◆ About this task
Copy out exactly the line that contains "pub fn parse_optional_clock(input: Option<&String>)" and all lines following it to the end of the data.

Top of Data for the task

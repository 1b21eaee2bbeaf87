//! Time utilities: parsing HH:MM[:SS] clock values and formatting them.

use crate::errors::{AppError, AppResult};
use chrono::NaiveTime;

/// Accepts "HH:MM" and "HH:MM:SS".
pub fn parse_clock(t: &str) -> Option<NaiveTime> {
    let t = t.trim();
    NaiveTime::parse_from_str(t, "%H:%M:%S")
        .or_else(|_| NaiveTime::parse_from_str(t, "%H:%M"))
        .ok()
}

pub fn format_clock(t: NaiveTime) -> String {
    t.format("%H:%M").to_string()
}

/// First five characters of a stored clock value ("09:30:00" → "09:30").
pub fn short_clock(raw: &str) -> &str {
    raw.get(..5).unwrap_or(raw)
}

pub fn parse_required_clock(input: &str) -> AppResult<NaiveTime> {
    parse_clock(input).ok_or_else(|| AppError::InvalidTime(input.to_string()))
}

pub fn parse_optional_clock(input: Option<&String>) -> AppResult<Option<NaiveTime>> {
    match input {
        Some(s) if s.trim().is_empty() => Ok(None),
        Some(s) => parse_required_clock(s).map(Some),
        None => Ok(None),
    }
}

Bottom of Data for the task

◆ The completed task
pub fn parse_optional_clock(input: Option<&String>) -> AppResult<Option<NaiveTime>> {
    match input {
        Some(s) if s.trim().is_empty() => Ok(None),
        Some(s) => parse_required_clock(s).map(Some),
        None => Ok(None),
    }
}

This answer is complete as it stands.